There’s a growing ecosystem of pixel-level embedding products covering the entire planet — AEF, Clay, Prithvi, and others. These are potentially powerful features for research well beyond remote sensing: sociology, demography, public health, economics — any field that works with administrative boundaries. But there’s still a high technical barrier to actually using them. Going from a wall of raster tiles to a clean feature table keyed by census tract or district requires spatial joins, CRS wrangling, and careful aggregation.

This post is a practical, end-to-end example of how to do exactly that. We take Alpha Earth Foundation (AEF) embeddings from Source Cooperative, summarize them across the ~149K census blocks in Washington State, and see how well these purely satellite-derived features predict census variables like population density and urban/rural classification.

The data

AEF embeddings are 64-dimensional vectors produced by a geospatial foundation model for every 10m pixel on Earth. See the Google Earth Engine catalog page here. They capture land use, land cover, vegetation, and built environment characteristics from satellite imagery. The data is distributed as cloud-optimized GeoTIFFs tiled at 8192x8192 pixels in UTM projection, with a GeoPackage spatial index mapping tile footprints to file paths across years 2018–2025.

Census block boundaries come from the 2020 US Census TIGER/Line shapefiles — the finest-grained census geography, with attributes like population (POP20), housing units (HOUSING20), land/water area, and an urban/rural flag (UR20).

Method

Step 1: Compute per-block embedding statistics

For each census block, we compute the mean and standard deviation of each of the 64 AEF embedding dimensions across all valid 10m pixels within the block for 2020. This produces a 128-dimensional feature vector per block (64 means + 64 stdevs).

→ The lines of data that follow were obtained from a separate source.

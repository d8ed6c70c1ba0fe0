use std::{
    fmt,
    path::PathBuf,
    str::FromStr,
};

use crate::{
    error::ValueError,
    util::{
        percent_decode,
        trim_trailing_slashes,
    },
};
use super::WorkspaceIdentifier;

const FILE_SCHEME: &str = "file://";

impl WorkspaceIdentifier {
    /// Decode one layer of percent-encoding then normalize.
    pub fn decode(encoded: &str) -> Result<Self, ValueError> {
        let decoded = percent_decode(encoded)
            .map_err(|_| ValueError::InvalidIdentifier {
                value: encoded.to_string(),
                reason: "does not decode to valid UTF-8",
            })?;
        decoded.parse()
    }

    pub fn as_str(&self) -> &str {
        &self.0
    }

    /// The local file system location this identifier points at.
    pub fn location(&self) -> PathBuf {
        match self.0.strip_prefix(FILE_SCHEME) {
            Some(path) => {
                // `file:///C:/work` carries a drive letter after the slash
                let bytes = path.as_bytes();
                if bytes.len() >= 3
                    && bytes[0] == b'/'
                    && bytes[1].is_ascii_alphabetic()
                    && bytes[2] == b':'
                {
                    PathBuf::from(&path[1..])
                }
                else {
                    PathBuf::from(path)
                }
            }
            None => PathBuf::from(&self.0),
        }
    }
}

impl FromStr for WorkspaceIdentifier {
    type Err = ValueError;

    fn from_str(s: &str) -> Result<Self, Self::Err> {
        let invalid = |reason| ValueError::InvalidIdentifier {
            value: s.to_string(),
            reason,
        };
        if s.is_empty() {
            return Err(invalid("empty identifier"));
        }
        if s.chars().any(char::is_control) {
            return Err(invalid("contains control characters"));
        }
        let value = s.replace('\\', "/");
        let normalized = match value.split_once("://") {
            Some((scheme, rest)) => {
                if !scheme.eq_ignore_ascii_case("file") {
                    return Err(invalid("only file URIs are supported"));
                }
                let (host, path) = match rest.find('/') {
                    Some(idx) => rest.split_at(idx),
                    None => return Err(invalid("file URI without a path")),
                };
                if !(host.is_empty() || host.eq_ignore_ascii_case("localhost")) {
                    return Err(invalid("file URI names a remote host"));
                }
                format!("{FILE_SCHEME}{}", trim_trailing_slashes(path.to_string()))
            }
            None => trim_trailing_slashes(value),
        };
        Ok(Self(normalized))
    }
}

impl TryFrom<String> for WorkspaceIdentifier {
    type Error = ValueError;

    fn try_from(value: String) -> Result<Self, Self::Error> {
        value.parse()
    }
}

impl From<WorkspaceIdentifier> for String {
    fn from(value: WorkspaceIdentifier) -> Self {
        value.0
    }
}

impl AsRef<str> for WorkspaceIdentifier {
    fn as_ref(&self) -> &str {
        &self.0
    }
}

impl fmt::Display for WorkspaceIdentifier {
    fn fmt(&self, f: &mut fmt::Formatter<'_>) -> fmt::Result {
        f.write_str(&self.0)
    }
}

#[cfg(test)]
mod tests {
    use super::*;
    use std::path::Path;

    #[test]
    fn decode_file_uri() -> anyhow::Result<()> {
        let id = WorkspaceIdentifier::decode("file%3A%2F%2F%2Ftmp%2Fcarol%2F")?;
        assert_eq!(id.as_str(), "file:///tmp/carol");
        assert_eq!(id.location(), Path::new("/tmp/carol"));
        Ok(())
    }

    #[test]
    fn same_location_same_key() -> anyhow::Result<()> {
        let a: WorkspaceIdentifier = "file:///tmp/carol".parse()?;
        let b: WorkspaceIdentifier = "file://localhost/tmp/carol/".parse()?;
        let c = WorkspaceIdentifier::decode("file:%2F%2F%2Ftmp%2Fcarol")?;
        assert_eq!(a, b);
        assert_eq!(a, c);
        let d: WorkspaceIdentifier = "file:///tmp/carol2".parse()?;
        assert_ne!(a, d);
        Ok(())
    }

    #[test]
    fn plain_path() -> anyhow::Result<()> {
        let id: WorkspaceIdentifier = "/srv/work/".parse()?;
        assert_eq!(id.as_str(), "/srv/work");
        assert_eq!(id.location(), Path::new("/srv/work"));
        let root: WorkspaceIdentifier = "/".parse()?;
        assert_eq!(root.location(), Path::new("/"));
        Ok(())
    }

    #[test]
    fn windows_style() -> anyhow::Result<()> {
        let id: WorkspaceIdentifier = "file:///C:\\work\\carol".parse()?;
        assert_eq!(id.as_str(), "file:///C:/work/carol");
        assert_eq!(id.location(), Path::new("C:/work/carol"));
        Ok(())
    }

    #[test]
    fn rejected() {
        for value in [
            "",
            "http://example.com/repo",
            "file://example.com/repo",
            "file://",
            "/tmp/\u{0}evil",
        ] {
            assert!(matches!(
                value.parse::<WorkspaceIdentifier>(),
                Err(ValueError::InvalidIdentifier { .. }),
            ), "{value:?} should be rejected");
        }
        assert!(WorkspaceIdentifier::decode("%FF%FE").is_err());
    }

    #[test]
    fn serde() -> anyhow::Result<()> {
        let id: WorkspaceIdentifier = serde_json::from_str(r#""file:///tmp/x/""#)?;
        assert_eq!(serde_json::to_string(&id)?, r#""file:///tmp/x""#);
        assert!(serde_json::from_str::<WorkspaceIdentifier>(r#""""#).is_err());
        Ok(())
    }
}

Before processing, we filter out blocks that would be uninformative or expensive:

FilterBlocks removedReason
All-water (ALAND20 == 0)8,272 (5.2%)No land pixels to sample
Oversized (ALAND20 > 25 km²)1,138 (0.7%)Too expensive to mask at 10m resolution
Total kept148,683 (94.0%)Covers 99.6% of WA’s population

The pipeline spatial-joins blocks with the AEF tile index, downloads the needed tiles (44 tiles, ~34 GB for Washington in 2020), then masks and aggregates pixel values per block using multithreaded I/O. See compute_aef_block_stats.py for the full script.

Step 2: PCA visualization

To visualize the embedding space geographically, we fit a 3-component PCA on the 128-dimensional block feature vectors, scale each component to uint8, and rasterize block polygons at 10m resolution into a 3-band GeoTIFF. The resulting RGB composite shows blocks with similar land use in similar colors. See pca_rasterize.py for the full script.

Here’s what the PCA-3 RGB rendering looks like across all of Washington State:

PCA-3 RGB rendering of AEF embedding statistics across Washington State census blocks. Color differences reflect differences in the embedding space — similar land use appears in similar colors.

And zoomed into the Seattle/Bellevue metro area, where urban structure is clearly visible at the block level:

PCA-3 RGB rendering zoomed into Seattle/Bellevue. The dense urban core, suburban neighborhoods, and surrounding forests are clearly differentiated by color.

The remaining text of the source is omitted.